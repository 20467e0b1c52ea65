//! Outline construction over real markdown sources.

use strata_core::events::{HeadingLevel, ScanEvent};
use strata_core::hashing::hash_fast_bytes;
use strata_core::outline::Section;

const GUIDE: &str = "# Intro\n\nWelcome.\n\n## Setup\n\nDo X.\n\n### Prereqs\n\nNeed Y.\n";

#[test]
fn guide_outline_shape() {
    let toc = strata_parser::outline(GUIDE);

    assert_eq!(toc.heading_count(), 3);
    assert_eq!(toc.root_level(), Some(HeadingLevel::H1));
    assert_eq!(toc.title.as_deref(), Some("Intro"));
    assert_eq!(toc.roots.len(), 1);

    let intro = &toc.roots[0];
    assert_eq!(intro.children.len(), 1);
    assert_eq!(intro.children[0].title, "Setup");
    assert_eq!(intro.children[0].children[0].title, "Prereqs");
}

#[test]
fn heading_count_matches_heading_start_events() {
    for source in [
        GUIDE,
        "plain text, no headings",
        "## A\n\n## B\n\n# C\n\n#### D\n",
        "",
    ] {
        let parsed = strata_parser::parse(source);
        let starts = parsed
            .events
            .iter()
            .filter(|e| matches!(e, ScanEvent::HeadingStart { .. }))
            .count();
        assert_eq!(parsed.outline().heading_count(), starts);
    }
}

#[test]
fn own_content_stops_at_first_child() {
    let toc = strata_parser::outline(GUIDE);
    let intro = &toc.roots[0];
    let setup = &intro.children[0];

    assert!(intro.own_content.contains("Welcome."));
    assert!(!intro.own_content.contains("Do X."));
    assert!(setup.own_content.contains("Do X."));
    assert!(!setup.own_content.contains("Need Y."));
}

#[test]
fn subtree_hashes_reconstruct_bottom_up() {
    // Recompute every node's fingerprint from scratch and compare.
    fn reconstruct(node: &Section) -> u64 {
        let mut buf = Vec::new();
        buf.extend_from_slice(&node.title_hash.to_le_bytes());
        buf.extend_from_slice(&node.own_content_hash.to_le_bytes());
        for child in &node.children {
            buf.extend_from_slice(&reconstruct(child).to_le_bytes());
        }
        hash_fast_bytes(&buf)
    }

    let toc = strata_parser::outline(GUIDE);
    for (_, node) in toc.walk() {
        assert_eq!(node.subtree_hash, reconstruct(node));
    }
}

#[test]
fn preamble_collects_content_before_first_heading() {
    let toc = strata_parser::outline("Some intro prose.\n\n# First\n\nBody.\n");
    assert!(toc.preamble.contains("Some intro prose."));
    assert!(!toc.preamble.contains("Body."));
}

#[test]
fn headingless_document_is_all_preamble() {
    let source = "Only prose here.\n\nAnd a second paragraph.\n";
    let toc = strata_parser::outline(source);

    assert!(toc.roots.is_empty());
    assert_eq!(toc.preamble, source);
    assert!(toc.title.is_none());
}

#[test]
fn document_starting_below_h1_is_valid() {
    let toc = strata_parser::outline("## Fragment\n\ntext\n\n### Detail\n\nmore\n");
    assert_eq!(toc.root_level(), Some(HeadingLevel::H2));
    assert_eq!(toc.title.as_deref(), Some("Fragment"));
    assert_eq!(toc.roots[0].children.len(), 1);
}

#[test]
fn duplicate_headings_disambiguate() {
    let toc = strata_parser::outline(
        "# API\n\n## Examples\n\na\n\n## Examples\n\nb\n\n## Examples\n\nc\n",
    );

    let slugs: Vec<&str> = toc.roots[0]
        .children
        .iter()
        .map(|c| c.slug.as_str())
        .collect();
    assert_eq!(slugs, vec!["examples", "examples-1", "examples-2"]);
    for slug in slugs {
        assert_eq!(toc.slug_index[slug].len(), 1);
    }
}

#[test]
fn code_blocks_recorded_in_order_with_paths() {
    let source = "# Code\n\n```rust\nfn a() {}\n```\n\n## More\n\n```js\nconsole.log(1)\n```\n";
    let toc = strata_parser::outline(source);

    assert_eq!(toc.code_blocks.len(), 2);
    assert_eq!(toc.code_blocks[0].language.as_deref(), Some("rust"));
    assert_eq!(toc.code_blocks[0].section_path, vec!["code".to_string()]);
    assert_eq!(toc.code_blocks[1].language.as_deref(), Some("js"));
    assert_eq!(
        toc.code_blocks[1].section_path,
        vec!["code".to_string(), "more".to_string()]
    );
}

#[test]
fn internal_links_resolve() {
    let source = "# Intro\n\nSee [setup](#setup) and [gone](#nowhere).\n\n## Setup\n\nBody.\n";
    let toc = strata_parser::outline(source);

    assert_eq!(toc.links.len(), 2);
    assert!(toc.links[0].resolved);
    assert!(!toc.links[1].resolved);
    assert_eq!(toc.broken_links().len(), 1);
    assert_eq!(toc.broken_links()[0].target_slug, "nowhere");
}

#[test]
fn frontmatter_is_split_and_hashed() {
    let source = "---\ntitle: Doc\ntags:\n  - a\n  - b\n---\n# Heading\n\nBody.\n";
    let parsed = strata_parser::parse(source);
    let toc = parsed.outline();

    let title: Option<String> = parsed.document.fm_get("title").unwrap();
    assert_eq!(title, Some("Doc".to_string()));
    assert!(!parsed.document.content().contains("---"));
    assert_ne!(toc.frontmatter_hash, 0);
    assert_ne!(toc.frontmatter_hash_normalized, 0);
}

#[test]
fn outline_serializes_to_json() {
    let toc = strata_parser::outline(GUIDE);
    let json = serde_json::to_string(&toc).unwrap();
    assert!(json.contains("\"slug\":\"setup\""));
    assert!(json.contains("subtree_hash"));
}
-*-
Copy nothing beyond the line containing "use strata_core::outline::Section;". Transcribe exactly from the first line of the entries down to that line, inclusive.

> Result of the task
repository 20467e0b1c52ea65
//! Outline construction over real markdown sources.

use strata_core::events::{HeadingLevel, ScanEvent};
use strata_core::hashing::hash_fast_bytes;
use strata_core::outline::Section;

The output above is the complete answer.